▶ [Task details] Could you copy each line of the listing below that has the word "Module"?

▶ [Task material]
════════════════
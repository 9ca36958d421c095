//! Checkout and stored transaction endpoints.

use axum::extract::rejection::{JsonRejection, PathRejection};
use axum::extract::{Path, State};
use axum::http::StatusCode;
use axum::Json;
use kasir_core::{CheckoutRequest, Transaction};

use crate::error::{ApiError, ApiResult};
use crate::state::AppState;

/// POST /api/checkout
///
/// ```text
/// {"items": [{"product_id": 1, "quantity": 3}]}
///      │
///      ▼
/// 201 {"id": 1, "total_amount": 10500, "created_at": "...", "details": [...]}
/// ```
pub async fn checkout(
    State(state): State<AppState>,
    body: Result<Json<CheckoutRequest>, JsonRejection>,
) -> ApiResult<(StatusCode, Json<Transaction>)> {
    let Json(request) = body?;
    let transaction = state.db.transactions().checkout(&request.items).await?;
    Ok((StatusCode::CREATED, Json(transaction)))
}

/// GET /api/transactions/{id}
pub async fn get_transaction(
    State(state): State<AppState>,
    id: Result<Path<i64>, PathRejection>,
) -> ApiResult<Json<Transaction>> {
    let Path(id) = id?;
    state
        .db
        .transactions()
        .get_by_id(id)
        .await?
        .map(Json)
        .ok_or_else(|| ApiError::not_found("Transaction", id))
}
════════════════
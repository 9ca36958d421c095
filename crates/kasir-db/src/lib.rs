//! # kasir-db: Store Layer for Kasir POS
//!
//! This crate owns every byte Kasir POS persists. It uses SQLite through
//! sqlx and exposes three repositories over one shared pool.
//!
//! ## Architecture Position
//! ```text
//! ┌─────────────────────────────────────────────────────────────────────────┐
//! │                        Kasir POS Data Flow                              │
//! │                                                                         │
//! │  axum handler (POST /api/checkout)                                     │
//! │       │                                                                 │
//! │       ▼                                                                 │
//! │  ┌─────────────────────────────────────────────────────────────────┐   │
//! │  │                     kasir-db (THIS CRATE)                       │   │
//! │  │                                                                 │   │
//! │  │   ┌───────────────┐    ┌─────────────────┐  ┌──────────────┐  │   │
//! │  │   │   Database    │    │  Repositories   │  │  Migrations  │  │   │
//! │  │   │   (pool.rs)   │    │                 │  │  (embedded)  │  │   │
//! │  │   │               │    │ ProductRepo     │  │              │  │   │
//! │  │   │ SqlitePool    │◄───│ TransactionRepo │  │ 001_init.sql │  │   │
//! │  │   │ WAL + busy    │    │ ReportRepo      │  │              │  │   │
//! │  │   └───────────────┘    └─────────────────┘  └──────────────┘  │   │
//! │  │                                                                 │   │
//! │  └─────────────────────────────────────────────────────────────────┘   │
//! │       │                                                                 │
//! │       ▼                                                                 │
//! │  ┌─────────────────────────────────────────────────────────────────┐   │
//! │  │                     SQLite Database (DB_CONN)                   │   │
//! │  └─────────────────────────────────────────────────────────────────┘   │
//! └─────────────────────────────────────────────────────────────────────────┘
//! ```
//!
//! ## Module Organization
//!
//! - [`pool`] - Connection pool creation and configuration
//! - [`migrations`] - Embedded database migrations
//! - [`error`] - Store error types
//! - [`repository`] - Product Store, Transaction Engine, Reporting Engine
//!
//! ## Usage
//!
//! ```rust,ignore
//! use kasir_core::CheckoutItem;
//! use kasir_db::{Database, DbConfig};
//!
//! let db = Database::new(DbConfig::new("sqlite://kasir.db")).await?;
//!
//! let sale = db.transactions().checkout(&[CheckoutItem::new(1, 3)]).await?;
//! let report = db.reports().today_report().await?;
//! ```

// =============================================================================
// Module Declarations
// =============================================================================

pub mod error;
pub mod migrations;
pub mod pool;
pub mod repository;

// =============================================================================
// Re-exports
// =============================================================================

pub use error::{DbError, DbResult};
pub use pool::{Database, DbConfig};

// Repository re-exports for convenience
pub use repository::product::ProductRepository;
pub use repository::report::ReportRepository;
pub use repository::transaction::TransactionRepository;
════════════════
▶ [Exercise output]
//! ## Module Organization
// Module Declarations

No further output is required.